* WORK ORDER
Transcribe the data below verbatim from the line with "Expense API endpoints." to the line with "for labeling expenses.". Include both of those lines.

* DATA PROVIDED
"""

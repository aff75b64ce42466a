//! Expense API endpoints.

use std::collections::HashMap;

use api_types::expense::{ExpenseList, ExpenseListResponse, ExpenseNew, ExpenseView};
use axum::{
    Extension, Json,
    extract::{Path, Query, State},
    http::StatusCode,
};
use chrono::Utc;
use engine::{
    Category, MonthKey, NewExpense, UNCATEGORIZED_COLOR, UNCATEGORIZED_NAME, monthly_projection,
};
use uuid::Uuid;

use crate::{
    ServerError,
    income::{frequency_from_api, frequency_to_api},
    server::ServerState,
    user::CurrentUser,
};

/// Name and color of each category, for labeling expenses.
pub(crate) struct CategoryLabels(HashMap<Uuid, (String, String)>);

impl CategoryLabels {
    pub(crate) fn new(categories: &[Category]) -> Self {
        Self(
            categories
                .iter()
                .map(|c| (c.id, (c.name.clone(), c.color.clone())))
                .collect(),
        )
    }

    fn get(&self, category_id: Option<Uuid>) -> (String, String) {
        category_id
            .and_then(|id| self.0.get(&id))
            .cloned()
            .unwrap_or_else(|| {
                (
                    UNCATEGORIZED_NAME.to_string(),
                    UNCATEGORIZED_COLOR.to_string(),
                )
            })
    }
}

pub(crate) fn map_expense(expense: engine::Expense, labels: &CategoryLabels) -> ExpenseView {
    let (category_name, category_color) = labels.get(expense.category_id);
    ExpenseView {
        id: expense.id,
        description: expense.description,
        amount_minor: expense.amount.minor(),
        category_id: expense.category_id,
        category_name,
        category_color,
        frequency: frequency_to_api(expense.frequency),
        date: expense.date,
    }
}

/// All expenses, or only those of `?category_id=`.
pub async fn list(
    Extension(user): Extension<CurrentUser>,
    State(state): State<ServerState>,
    Query(query): Query<ExpenseList>,
) -> Result<Json<ExpenseListResponse>, ServerError> {
    let expenses = match query.category_id {
        Some(category_id) => {
            state
                .engine
                .list_category_expenses(&user.id, category_id)
                .await?
        }
        None => state.engine.list_expenses(&user.id).await?,
    };
    let labels = CategoryLabels::new(&state.engine.list_categories(&user.id).await?);
    let month = MonthKey::of(Utc::now().date_naive());
    let monthly_total = monthly_projection(&expenses, month).total;

    Ok(Json(ExpenseListResponse {
        expenses: expenses
            .into_iter()
            .map(|expense| map_expense(expense, &labels))
            .collect(),
        monthly_total_minor: monthly_total.minor(),
    }))
}

pub async fn create(
    Extension(user): Extension<CurrentUser>,
    State(state): State<ServerState>,
    Json(payload): Json<ExpenseNew>,
) -> Result<(StatusCode, Json<ExpenseView>), ServerError> {
    let expense = state
        .engine
        .add_expense(
            &user.id,
            NewExpense {
                description: payload.description,
                amount: engine::Money::new(payload.amount_minor),
                category_id: payload.category_id,
                frequency: frequency_from_api(payload.frequency),
                date: payload.date,
            },
        )
        .await?;
    let labels = CategoryLabels::new(&state.engine.list_categories(&user.id).await?);

    Ok((StatusCode::CREATED, Json(map_expense(expense, &labels))))
}

pub async fn remove(
    Extension(user): Extension<CurrentUser>,
    State(state): State<ServerState>,
    Path(expense_id): Path<Uuid>,
) -> Result<StatusCode, ServerError> {
    state.engine.delete_expense(&user.id, expense_id).await?;
    Ok(StatusCode::NO_CONTENT)
}
use chrono::NaiveDate;
use sea_orm::{
    ActiveValue, DatabaseTransaction, QueryFilter, QueryOrder, TransactionTrait, prelude::*,
    sea_query::OnConflict,
};
use serde::{Deserialize, Serialize};
use uuid::Uuid;

use crate::{
    CommitmentFormula, EmergencyFund, EngineError, Money, ResultEngine, SavingsGoal,
    emergency_funds, monthly_projection, monthly_savings_commitment, savings_goals,
    suggested_emergency_goal,
    util::{normalize_required_name, require_amount},
};

use super::{Engine, current_month, today, with_tx};

#[derive(Clone, Debug, PartialEq, Eq)]
pub struct NewSavingsGoal {
    pub name: String,
    pub goal: Money,
    pub target_date: Option<NaiveDate>,
    /// Overrides the engine-wide formula for this goal.
    pub formula: Option<CommitmentFormula>,
}

#[derive(Clone, Debug, PartialEq, Serialize, Deserialize)]
pub struct SavingsOverview {
    pub goals: Vec<SavingsGoal>,
    pub total_saved: Money,
    pub emergency_fund: EmergencyFund,
    pub emergency_progress_percent: f64,
    /// Three months of the current projected income.
    pub suggested_emergency_goal: Money,
}

impl Engine {
    /// Savings goals of the user, newest first.
    pub async fn list_savings_goals(&self, user_id: &str) -> ResultEngine<Vec<SavingsGoal>> {
        with_tx!(self, |db_tx| {
            self.require_user(&db_tx, user_id).await?;
            Self::load_savings_goals(&db_tx, user_id).await
        })
    }

    pub async fn savings_overview(&self, user_id: &str) -> ResultEngine<SavingsOverview> {
        with_tx!(self, |db_tx| {
            self.require_user(&db_tx, user_id).await?;
            let goals = Self::load_savings_goals(&db_tx, user_id).await?;
            let emergency_fund = Self::load_emergency_fund(&db_tx, user_id).await?;
            let income = Self::load_income(&db_tx, user_id).await?;
            let monthly_income = monthly_projection(&income, current_month()).total;

            Ok(SavingsOverview {
                total_saved: goals.iter().map(|goal| goal.saved).sum(),
                goals,
                emergency_progress_percent: emergency_fund.progress_percent(),
                emergency_fund,
                suggested_emergency_goal: suggested_emergency_goal(monthly_income),
            })
        })
    }

    /// Create a goal. With a target date the suggested monthly deposit is
    /// computed right away.
    pub async fn add_savings_goal(
        &self,
        user_id: &str,
        new: NewSavingsGoal,
    ) -> ResultEngine<SavingsGoal> {
        let name = normalize_required_name(&new.name, "savings goal")?;
        let formula = new.formula.unwrap_or(self.commitment_formula);
        let commitment = new.target_date.map_or(Money::ZERO, |target| {
            monthly_savings_commitment(new.goal, Money::ZERO, target, today(), formula)
        });
        let goal = SavingsGoal::new(name, new.goal, new.target_date, commitment)?;

        with_tx!(self, |db_tx| {
            self.require_user(&db_tx, user_id).await?;
            let mut active: savings_goals::ActiveModel = (&goal).into();
            active.user_id = ActiveValue::Set(user_id.trim().to_string());
            active.insert(&db_tx).await?;
            Ok(goal)
        })
    }

    /// Register a deposit towards a goal.
    pub async fn pay_savings_goal(
        &self,
        user_id: &str,
        goal_id: Uuid,
        amount: Money,
    ) -> ResultEngine<SavingsGoal> {
        with_tx!(self, |db_tx| {
            let model = savings_goals::Entity::find_by_id(goal_id.to_string())
                .filter(savings_goals::Column::UserId.eq(user_id.trim()))
                .one(&db_tx)
                .await?
                .ok_or_else(|| EngineError::KeyNotFound("savings goal not exists".to_string()))?;
            let mut goal = SavingsGoal::try_from(model)?;
            let was_achieved = goal.achieved;
            goal.record_payment(amount)?;

            savings_goals::ActiveModel {
                id: ActiveValue::Unchanged(goal.id.to_string()),
                saved_minor: ActiveValue::Set(goal.saved.minor()),
                achieved: ActiveValue::Set(goal.achieved),
                ..Default::default()
            }
            .update(&db_tx)
            .await?;

            if goal.achieved && !was_achieved {
                tracing::info!("user {user_id}: savings goal {} achieved", goal.id);
            }
            Ok(goal)
        })
    }

    pub async fn delete_savings_goal(&self, user_id: &str, goal_id: Uuid) -> ResultEngine<()> {
        with_tx!(self, |db_tx| {
            let result = savings_goals::Entity::delete_many()
                .filter(savings_goals::Column::Id.eq(goal_id.to_string()))
                .filter(savings_goals::Column::UserId.eq(user_id.trim()))
                .exec(&db_tx)
                .await?;
            if result.rows_affected == 0 {
                return Err(EngineError::KeyNotFound(
                    "savings goal not exists".to_string(),
                ));
            }
            Ok(())
        })
    }

    pub async fn emergency_fund(&self, user_id: &str) -> ResultEngine<EmergencyFund> {
        with_tx!(self, |db_tx| {
            self.require_user(&db_tx, user_id).await?;
            Self::load_emergency_fund(&db_tx, user_id).await
        })
    }

    /// Update the goal and/or the current amount of the emergency fund.
    pub async fn update_emergency_fund(
        &self,
        user_id: &str,
        goal: Option<Money>,
        current: Option<Money>,
    ) -> ResultEngine<EmergencyFund> {
        for amount in goal.iter().chain(current.iter()) {
            require_amount(*amount, "emergency fund amount")?;
        }
        with_tx!(self, |db_tx| {
            self.require_user(&db_tx, user_id).await?;
            let mut fund = Self::load_emergency_fund(&db_tx, user_id).await?;
            fund.goal = goal.unwrap_or(fund.goal);
            fund.current = current.unwrap_or(fund.current);

            let active = emergency_funds::ActiveModel {
                user_id: ActiveValue::Set(user_id.trim().to_string()),
                goal_minor: ActiveValue::Set(fund.goal.minor()),
                current_minor: ActiveValue::Set(fund.current.minor()),
            };
            emergency_funds::Entity::insert(active)
                .on_conflict(
                    OnConflict::column(emergency_funds::Column::UserId)
                        .update_columns([
                            emergency_funds::Column::GoalMinor,
                            emergency_funds::Column::CurrentMinor,
                        ])
                        .to_owned(),
                )
                .exec_without_returning(&db_tx)
                .await?;
            Ok(fund)
        })
    }

    async fn load_savings_goals(
        db_tx: &DatabaseTransaction,
        user_id: &str,
    ) -> ResultEngine<Vec<SavingsGoal>> {
        let models = savings_goals::Entity::find()
            .filter(savings_goals::Column::UserId.eq(user_id.trim()))
            .order_by_desc(savings_goals::Column::CreatedAt)
            .all(db_tx)
            .await?;
        Ok(models
            .into_iter()
            .filter_map(|model| {
                let id = model.id.clone();
                SavingsGoal::try_from(model)
                    .inspect_err(|err| tracing::warn!("skipping savings goal {id}: {err}"))
                    .ok()
            })
            .collect())
    }

    async fn load_emergency_fund(
        db_tx: &DatabaseTransaction,
        user_id: &str,
    ) -> ResultEngine<EmergencyFund> {
        Ok(emergency_funds::Entity::find_by_id(user_id.trim().to_string())
            .one(db_tx)
            .await?
            .map(EmergencyFund::from)
            .unwrap_or_default())
    }
}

"""

* WRITTEN RESPONSE
//! Expense API endpoints.

use std::collections::HashMap;

use api_types::expense::{ExpenseList, ExpenseListResponse, ExpenseNew, ExpenseView};
use axum::{
    Extension, Json,
    extract::{Path, Query, State},
    http::StatusCode,
};
use chrono::Utc;
use engine::{
    Category, MonthKey, NewExpense, UNCATEGORIZED_COLOR, UNCATEGORIZED_NAME, monthly_projection,
};
use uuid::Uuid;

use crate::{
    ServerError,
    income::{frequency_from_api, frequency_to_api},
    server::ServerState,
    user::CurrentUser,
};

/// Name and color of each category, for labeling expenses.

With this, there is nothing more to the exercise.